The vibrissa sensory system is widely employed for studies of neural processing and behavior. Several lines of inference suggest that small amplitude, high-frequency ‘micromotions’ are a key sensory signal in this system (Carvell and Simons, 1990; Neimark et al., 2003; Arabzadeh et al., 2003), and recent studies have detailed these micromotions in the awake, freely-behaving animal (Ritt et al., 2008). At the point of entry to the system, the mechanical properties of the vibrissae likely impact the transduction of these sensory signals. For example, recent studies have shown that vibrissae resonate, generating a several fold increase in motion amplitude when stimulated at their fundamental resonance frequency (Neimark et al. 2002; Hartmann et al. 2003; Neimark et al. 2003; Andermann et al. 2004; Mehta and Kleinfeld 2004; Moore and Andermann 2005; Ritt et al., 2008). This pattern of frequency-specific transduction has recently been observed in animals freely sampling a variety of surfaces with their vibrissae (Ritt et al., 2008). In this context, resonance tuning was robust during contact with rough and smooth surfaces, and during more ballistic and more periodic signal transmission, indicating that these embodied mechanical properties shape representation during the transduction of a variety of types of tactual ‘natural scenes’ (Ritt et al., 2008).

Resonance-dependent amplification by the vibrissae confers band-pass neural tuning to rat trigeminal ganglion (NV) and SI neurons (Andermann et al. 2004). Further, because vibrissa resonance is dependent on vibrissa length (Hartmann et al. 2003; Neimark et al. 2003), and length varies systematically from caudal to rostral across the vibrissa pad (Brecht et al. 1997), a map of frequency-tuned neurons is overlaid on the somatotopic representation of vibrissa position.
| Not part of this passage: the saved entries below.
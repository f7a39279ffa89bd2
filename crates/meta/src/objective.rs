use super::model::MetaMlp;
use super::state::MetaAux;
use super::state::MetaState;
use burn::optim::GradientsParams;
use burn::optim::Optimizer;
use burn::prelude::*;
use burn::tensor::backend::AutodiffBackend;
use warmkhorn_core::Energy;
use warmkhorn_core::Entropy;
use warmkhorn_transport::Marginal;
use warmkhorn_transport::PointCloud;

/// Negated entropic dual objective of a predicted potential, over one
/// fixed geometry.
///
/// For a prediction `f` the target potential is its c-transform
/// `g_j = eps·ln b_j − eps·LSE_i((f_i − C_ij)/eps)` (zero where `b_j = 0`),
/// and the loss is `−D(f, g)`. Minimizing it pushes `f` towards the
/// optimal source potential.
pub struct DualObjective<B: Backend> {
    cost: Tensor<B, 2>,
    epsilon: Entropy,
    shape: (usize, usize),
    device: B::Device,
}

impl<B: Backend> DualObjective<B> {
    /// Uploads the cost matrix of `geom`, assembling it if batched.
    pub fn new(geom: &PointCloud, device: &B::Device) -> Self {
        let (n, m) = geom.shape();
        let cost = Tensor::from_data(TensorData::new(geom.cost_matrix(), [n, m]), device);
        Self {
            cost,
            epsilon: geom.epsilon(),
            shape: (n, m),
            device: device.clone(),
        }
    }
    pub fn shape(&self) -> (usize, usize) {
        self.shape
    }
    pub fn epsilon(&self) -> Entropy {
        self.epsilon
    }
    pub fn device(&self) -> &B::Device {
        &self.device
    }

    /// Network inputs `[a ; b]`, one row per problem.
    ///
    /// # Panics
    ///
    /// If a marginal does not match the geometry.
    pub fn inputs(&self, batch: &[(&Marginal, &Marginal)]) -> Tensor<B, 2> {
        let (n, m) = self.shape;
        for (a, b) in batch {
            assert_eq!(a.len(), n, "source marginal does not match geometry");
            assert_eq!(b.len(), m, "target marginal does not match geometry");
        }
        let data = batch
            .iter()
            .flat_map(|(a, b)| a.weights().iter().chain(b.weights()).copied())
            .collect();
        self.upload(data, [batch.len(), n + m])
    }

    /// Mean of `−D(f, g)` over the batch, and the c-transforms `g`.
    ///
    /// `f` is `[k, n]`; the returned `g` is `[k, m]`.
    pub fn loss(
        &self,
        f: Tensor<B, 2>,
        batch: &[(&Marginal, &Marginal)],
    ) -> (Tensor<B, 1>, Tensor<B, 2>) {
        let (n, m) = self.shape;
        let k = batch.len();
        let eps = self.epsilon;
        let a = batch.iter().flat_map(|(a, _)| a.weights()).copied();
        let b = batch.iter().flat_map(|(_, b)| b.weights()).copied();
        let log_b = b.clone().map(|w| if w > 0. { w.ln() } else { 0. });
        let support = b.clone().map(|w| if w > 0. { 1. } else { 0. });
        let norm = batch.iter().map(|(a, b)| a.mass() * b.mass());
        let a = self.upload(a.collect(), [k, n]);
        let b = self.upload(b.collect(), [k, m]);
        let log_b = self.upload(log_b.collect(), [k, m]);
        let support = self.upload(support.collect(), [k, m]);
        let norm = self.upload(norm.collect(), [k]);
        let cost = self.cost.clone().reshape([1, n, m]).expand([k, n, m]);
        let f3 = f.clone().reshape([k, n, 1]).expand([k, n, m]);
        // c-transform, stabilized by the detached column max
        let z = (f3.clone() - cost.clone()).div_scalar(eps);
        let max = z.clone().max_dim(1).detach();
        let lse = (z - max.clone().expand([k, n, m])).exp().sum_dim(1).log() + max;
        let g = (log_b.reshape([k, 1, m]) - lse).mul_scalar(eps).reshape([k, m]) * support;
        let g3 = g.clone().reshape([k, 1, m]).expand([k, n, m]);
        let mass = (f3 + g3 - cost)
            .div_scalar(eps)
            .exp()
            .sum_dim(2)
            .sum_dim(1)
            .reshape([k]);
        let linear = (a * f).sum_dim(1).reshape([k]) + (b * g.clone()).sum_dim(1).reshape([k]);
        let dual = linear - (mass - norm).mul_scalar(eps);
        (dual.neg().mean(), g)
    }

    fn upload<const D: usize>(&self, data: Vec<f32>, shape: [usize; D]) -> Tensor<B, D> {
        Tensor::from_data(TensorData::new(data, shape), &self.device)
    }
}

impl<B: AutodiffBackend> DualObjective<B> {
    /// One gradient step on a single problem.
    pub fn update<O>(
        &self,
        state: MetaState<B, O>,
        a: &Marginal,
        b: &Marginal,
    ) -> (Energy, MetaAux, MetaState<B, O>)
    where
        O: Optimizer<MetaMlp<B>, B>,
    {
        self.update_batch(state, &[(a, b)])
    }

    /// One gradient step on the mean loss of a batch of problems.
    pub fn update_batch<O>(
        &self,
        state: MetaState<B, O>,
        batch: &[(&Marginal, &Marginal)],
    ) -> (Energy, MetaAux, MetaState<B, O>)
    where
        O: Optimizer<MetaMlp<B>, B>,
    {
        let MetaState {
            model,
            mut optim,
            learning_rate,
            steps,
        } = state;
        let f = model.forward(self.inputs(batch));
        let (loss, g) = self.loss(f.clone(), batch);
        let value = scalar(loss.clone());
        let aux = MetaAux {
            f: rows(f, self.shape.0),
            g: rows(g, self.shape.1),
        };
        let grads = GradientsParams::from_grads(loss.backward(), &model);
        let model = optim.step(learning_rate, model, grads);
        let state = MetaState {
            model,
            optim,
            learning_rate,
            steps: steps + 1,
        };
        (value, aux, state)
    }
}

/// Host copy of a `[k, width]` tensor, one `Vec` per row.
pub(crate) fn rows<B: Backend>(tensor: Tensor<B, 2>, width: usize) -> Vec<Vec<Entropy>> {
    tensor
        .into_data()
        .iter::<Entropy>()
        .collect::<Vec<_>>()
        .chunks(width.max(1))
        .map(|row| row.to_vec())
        .collect()
}

/// Host copy of a one-element tensor.
pub(crate) fn scalar<B: Backend>(tensor: Tensor<B, 1>) -> Energy {
    tensor
        .into_data()
        .iter::<Energy>()
        .next()
        .unwrap_or(Energy::NAN)
}
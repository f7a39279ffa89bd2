//! Neural meta initializer for Sinkhorn solves.
//!
//! A feed-forward network maps the marginals `[a ; b]` of a transport
//! problem over a fixed geometry to a guess of the optimal source potential
//! `f`. Training maximizes the entropic dual objective of `f` and its
//! c-transform, so a trained network hands the solver potentials that are
//! already close to optimal.
//!
//! ## Core Types
//!
//! - [`MetaMlp`]: the network, built from a [`MetaMlpConfig`]
//! - [`DualObjective`]: geometry-bound loss and gradient step
//! - [`MetaState`]: network weights plus optimizer bookkeeping
//! - [`MetaInitializer`]: objective and state together, usable as an
//!   [`Initializer`](warmkhorn_transport::Initializer)
mod initializer;
mod model;
mod objective;
mod state;

pub use initializer::*;
pub use model::*;
pub use objective::*;
pub use state::*;
use super::error::TransportError;
use super::pointcloud::PointCloud;
use super::problem::LinearProblem;
use rand::Rng;
use rand::SeedableRng;
use rand::rngs::SmallRng;
use rand_distr::StandardNormal;
use warmkhorn_core::Entropy;

/// Synthetic problem with two well-separated Gaussian clusters.
///
/// Source samples are drawn from `N(μ, I)` with `μ = 5·(−1, 1, −1, …)`,
/// target samples from `N(0, I)`. Both marginals are uniform. The seed is
/// split into independent source and target streams, so changing `m` leaves
/// the source samples untouched.
pub fn two_clusters(
    seed: u64,
    n: usize,
    m: usize,
    d: usize,
    epsilon: Entropy,
    batch_size: Option<usize>,
) -> Result<LinearProblem, TransportError> {
    let ref mut root = SmallRng::seed_from_u64(seed);
    let ref mut x_rng = SmallRng::from_rng(root);
    let ref mut y_rng = SmallRng::from_rng(root);
    let mu = (0..d)
        .map(|k| if k % 2 == 0 { -1. } else { 1. })
        .map(|s: f32| s * warmkhorn_core::CLUSTER_OFFSET)
        .collect::<Vec<_>>();
    let x = (0..n)
        .flat_map(|_| mu.iter().map(|c| c + x_rng.sample::<f32, _>(StandardNormal)).collect::<Vec<_>>())
        .collect();
    let y = (0..m * d)
        .map(|_| y_rng.sample::<f32, _>(StandardNormal))
        .collect();
    let geom = PointCloud::new(x, y, d)?
        .with_epsilon(epsilon)?
        .with_batch_size(batch_size);
    log::debug!(
        "two clusters: n={} m={} d={} eps={} batch={:?} mean cost {:.2}",
        n,
        m,
        d,
        epsilon,
        batch_size,
        geom.mean_cost()
    );
    Ok(LinearProblem::from(geom))
}
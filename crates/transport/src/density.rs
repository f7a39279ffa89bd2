use super::support::Support;
use warmkhorn_core::Probability;

/// A discrete probability distribution over a support set.
///
/// Provides access to probability mass at each point and iteration over
/// the support, so transport code can be written against weights without
/// knowing how they are stored.
pub trait Density {
    /// The type of elements in the distribution's support.
    type Support: Support;
    /// Returns the probability mass at point `x`, or 0 if not in support.
    fn density(&self, x: &Self::Support) -> Probability;
    /// Iterates over all points with positive probability mass.
    fn support(&self) -> impl Iterator<Item = Self::Support>;
}
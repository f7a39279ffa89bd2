/// Marker trait for types that form the support of a probability distribution.
///
/// Point clouds index their samples by position, so the support of a
/// [`Marginal`](crate::Marginal) is a range of `usize`.
pub trait Support: Clone {}

impl Support for usize {}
Along a dorsal-ventral arc, vibrissae have similar lengths and in turn similar frequency tuning, generating isofrequency ‘columns’ that span multiple vibrissa-related barrel columns in SI (Andermann et al. 2004).

Based on these findings, we hypothesized that resonance may contribute to the specificity of vibrissa-based frequency discrimination, by generating frequency tuning in peripheral and central neurons, and by selective engagement of regions within somatotopic maps. Further, mechanical amplification due to resonance may facilitate the detection of high-frequency information, transforming small inputs that would otherwise not surpass the sensory neural threshold into suprathreshold stimuli (Neimark et al. 2003; Moore and Andermann 2005). In the present study, we tested the impact of frequency-specific mechanical amplification on the likelihood of driving a significant neural response and, more generally, on the amplitude of sensory responses relative to input strength. To address these questions, we presented a large range of sinusoidal stimuli varying in frequency and amplitude to a vibrissa while recording neural activity, permitting the construction of minimal amplitude tuning curves (MATCs), as commonly employed in the auditory system.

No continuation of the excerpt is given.